Consider information gathered along the food supply chain that ladders up to a freshness guarantee:

  • origin information;
  • harvest date;
  • safety details;
  • condition details;
  • days fresh; and
  • brand information.

Any or all that information can be contained on a label, depending on how far upstream the label is created. The data on the label can be simply and quickly scanned by an associate with minimal additional training, enabling software to manage the inventory. By automating accuracy, restaurants and groceries do more with less back-of-the-house human resources, who can be allocated to consumer-facing front-of-the-house duties. Freshness due diligence can be purposed as the customer-facing brand attribute of “freshness you can trust.”

The sustainability effect

While ensuring freshness is essential, the issue of sustainability is also important. According to a post-pandemic study conducted by Deloitte, “Sustainability remains a key consideration for consumers in 2021 with 32 per cent of consumers highly engaged with adopting a more sustainable lifestyle.” That means restaurant operators should find ways to make their business processes more sustainable and be accountable to their guests.

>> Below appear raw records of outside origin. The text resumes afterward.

//! # 状态转换网关
//!
//! 所有改变事件状态的写操作都经过这里。写入是条件写：
//! 只有在当前状态属于允许集合、且读取后没有其他写者改动过（版本号一致）时才会生效，
//! 否则返回 `StaleState`，绝不盲写。

use std::sync::Arc;

use async_trait::async_trait;
use chrono::Utc;
use fleet_core::models::{Event, EventStatus, MissionOutcome, NewReport, Report};
use fleet_core::traits::EventRepository;
use fleet_core::{SchedulerError, SchedulerResult};
use tracing::{debug, warn};

#[async_trait]
pub trait StatusTransitionGateway: Send + Sync {
    /// 把事件从 `allowed_from` 中的某个状态转换到 `to`
    async fn transition(
        &self,
        event_id: i64,
        allowed_from: &[EventStatus],
        to: EventStatus,
    ) -> SchedulerResult<Event>;

    /// `Pending -> Started` 并在同一原子操作中创建执行报告
    ///
    /// 前置条件以调用方读到的 `event`（含版本号）为准。
    async fn start_with_report(
        &self,
        event: &Event,
        external_mission_id: &str,
    ) -> SchedulerResult<(Event, Report)>;

    /// `Started -> Completed | Failed`，关联报告的状态在同一原子操作中更新
    async fn complete(
        &self,
        event_id: i64,
        outcome: MissionOutcome,
    ) -> SchedulerResult<(Event, Option<Report>)>;

    /// 删除仍处于 `Pending` 的事件
    async fn cancel(&self, event_id: i64) -> SchedulerResult<()>;
}

pub struct EventStatusGateway {
    event_repo: Arc<dyn EventRepository>,
}

impl EventStatusGateway {
    pub fn new(event_repo: Arc<dyn EventRepository>) -> Self {
        Self { event_repo }
    }

    /// 条件写失败后重新读取，区分事件已被删除与状态已变化
    async fn explain_lost_race(
        &self,
        event_id: i64,
        expected: &[EventStatus],
    ) -> SchedulerError {
        match self.event_repo.get_by_id(event_id).await {
            Ok(Some(current)) => {
                warn!(
                    event.id = event_id,
                    expected = ?expected,
                    actual = %current.status,
                    "事件状态已被并发修改"
                );
                SchedulerError::stale_state(event_id, expected, current.status)
            }
            Ok(None) => SchedulerError::event_not_found(event_id),
            Err(e) => e,
        }
    }
}

#[async_trait]
impl StatusTransitionGateway for EventStatusGateway {
    async fn transition(
        &self,
        event_id: i64,
        allowed_from: &[EventStatus],
        to: EventStatus,
    ) -> SchedulerResult<Event> {
        if let Some(from) = allowed_from.iter().find(|from| !from.can_transition_to(to)) {
            return Err(SchedulerError::InvalidTransition { from: *from, to });
        }

        let current = self
            .event_repo
            .get_by_id(event_id)
            .await?
            .ok_or_else(|| SchedulerError::event_not_found(event_id))?;

        if !allowed_from.contains(&current.status) {
            return Err(SchedulerError::stale_state(
                event_id,
                allowed_from,
                current.status,
            ));
        }

        match self
            .event_repo
            .compare_and_set_status(event_id, current.version, to)
            .await?
        {
            Some(updated) => {
                debug!(
                    event.id = event_id,
                    from = %current.status,
                    to = %updated.status,
                    "事件状态已更新"
                );
                Ok(updated)
            }
            None => Err(self.explain_lost_race(event_id, allowed_from).await),
        }
    }

    async fn start_with_report(
        &self,
        event: &Event,
        external_mission_id: &str,
    ) -> SchedulerResult<(Event, Report)> {
        if event.status != EventStatus::Pending {
            return Err(SchedulerError::stale_state(
                event.id,
                &[EventStatus::Pending],
                event.status,
            ));
        }

        let report = NewReport {
            robot_id: event.robot_id,
            external_mission_id: external_mission_id.to_string(),
            mission_id: event.mission_id.clone(),
            start_time: Utc::now(),
        };

        match self
            .event_repo
            .start_with_report(event.id, event.version, &report)
            .await?
        {
            Some(started) => Ok(started),
            None => Err(self
                .explain_lost_race(event.id, &[EventStatus::Pending])
                .await),
        }
    }

    async fn complete(
        &self,
        event_id: i64,
        outcome: MissionOutcome,
    ) -> SchedulerResult<(Event, Option<Report>)> {
        let current = self
            .event_repo
            .get_by_id(event_id)
            .await?
            .ok_or_else(|| SchedulerError::event_not_found(event_id))?;

        if current.status != EventStatus::Started {
            return Err(SchedulerError::stale_state(
                event_id,
                &[EventStatus::Started],
                current.status,
            ));
        }

        match self
            .event_repo
            .complete_with_report(event_id, current.version, outcome)
            .await?
        {
            Some(completed) => Ok(completed),
            None => Err(self
                .explain_lost_race(event_id, &[EventStatus::Started])
                .await),
        }
    }

    async fn cancel(&self, event_id: i64) -> SchedulerResult<()> {
        if self
            .event_repo
            .delete_if_status(event_id, EventStatus::Pending)
            .await?
        {
            return Ok(());
        }
        Err(self
            .explain_lost_race(event_id, &[EventStatus::Pending])
            .await)
    }
}
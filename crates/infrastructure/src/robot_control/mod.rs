pub mod http_client;

pub use http_client::HttpRobotControlClient;
pub mod database;
pub mod observability;
pub mod robot_control;

pub use database::*;
pub use observability::*;
pub use robot_control::*;
use async_trait::async_trait;
use fleet_core::{
    models::{Robot, RobotStatus},
    traits::RobotRepository,
    SchedulerError, SchedulerResult,
};
use sqlx::{sqlite::SqliteRow, Row, SqlitePool};
use tracing::{debug, instrument};

use super::{from_millis, to_millis};

pub struct SqliteRobotRepository {
    pool: SqlitePool,
}

impl SqliteRobotRepository {
    pub fn new(pool: SqlitePool) -> Self {
        Self { pool }
    }

    fn row_to_robot(row: &SqliteRow) -> SchedulerResult<Robot> {
        let port: i64 = row.try_get("port")?;
        let port = u16::try_from(port)
            .map_err(|_| SchedulerError::internal(format!("数据库中的端口号无效: {port}")))?;

        Ok(Robot {
            id: row.try_get("id")?,
            name: row.try_get("name")?,
            host: row.try_get("host")?,
            port,
            status: row.try_get("status")?,
            enabled: row.try_get("enabled")?,
            created_at: from_millis(row.try_get("created_at_ms")?)?,
        })
    }
}

#[async_trait]
impl RobotRepository for SqliteRobotRepository {
    #[instrument(skip(self, robot), fields(name = %robot.name, host = %robot.host, port = robot.port))]
    async fn create(&self, robot: &Robot) -> SchedulerResult<Robot> {
        let row = sqlx::query(
            r#"
            INSERT INTO robots (name, host, port, status, enabled, created_at_ms)
            VALUES (?1, ?2, ?3, ?4, ?5, ?6)
            RETURNING id, name, host, port, status, enabled, created_at_ms
            "#,
        )
        .bind(&robot.name)
        .bind(&robot.host)
        .bind(i64::from(robot.port))
        .bind(robot.status)
        .bind(robot.enabled)
        .bind(to_millis(robot.created_at))
        .fetch_one(&self.pool)
        .await
        .map_err(SchedulerError::Database)?;

        let created = Self::row_to_robot(&row)?;
        debug!("创建机器人成功: ID {}", created.id);
        Ok(created)
    }

    async fn get_by_id(&self, id: i64) -> SchedulerResult<Option<Robot>> {
        let row = sqlx::query(
            "SELECT id, name, host, port, status, enabled, created_at_ms FROM robots WHERE id = ?1",
        )
        .bind(id)
        .fetch_optional(&self.pool)
        .await
        .map_err(SchedulerError::Database)?;

        match row {
            Some(row) => Ok(Some(Self::row_to_robot(&row)?)),
            None => Ok(None),
        }
    }

    async fn update_status(&self, id: i64, status: RobotStatus) -> SchedulerResult<Robot> {
        let row = sqlx::query(
            r#"
            UPDATE robots SET status = ?1 WHERE id = ?2
            RETURNING id, name, host, port, status, enabled, created_at_ms
            "#,
        )
        .bind(status)
        .bind(id)
        .fetch_optional(&self.pool)
        .await
        .map_err(SchedulerError::Database)?;

        match row {
            Some(row) => Self::row_to_robot(&row),
            None => Err(SchedulerError::robot_not_found(id)),
        }
    }

    async fn set_enabled(&self, id: i64, enabled: bool) -> SchedulerResult<Robot> {
        let row = sqlx::query(
            r#"
            UPDATE robots SET enabled = ?1 WHERE id = ?2
            RETURNING id, name, host, port, status, enabled, created_at_ms
            "#,
        )
        .bind(enabled)
        .bind(id)
        .fetch_optional(&self.pool)
        .await
        .map_err(SchedulerError::Database)?;

        match row {
            Some(row) => Self::row_to_robot(&row),
            None => Err(SchedulerError::robot_not_found(id)),
        }
    }
}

Beyond consumer trends, sustainability makes good sense for cost control. The amount of food waste in food businesses is significant and expensive. Accurate data on ingredient expiry dates means items can be rotated properly to ensure they are used. For example, accurate data enables the operator to utilize ingredients that are nearing their expiry instead of having to discard them. Utilizing this data, they can establish an inventory system that forecasts and tracks food product use so that it can be offered to guests safely, and not end up as waste. That’s a win-win for both brand reputation and operations.

Chronic labour shortages will continue to have an impact on food businesses. However, technology is the key to a successful future, no matter what that future holds.  Digitalization and automation provide data-driven solutions that lead the way to a brighter day.

Adam Anderson is vice-president, Food, Avery Dennison Identification Solutions. He is responsible for the creation and execution of the company’s global strategies for the food segment which incorporate data-driven digital solutions encompassing hardware, software, and labels.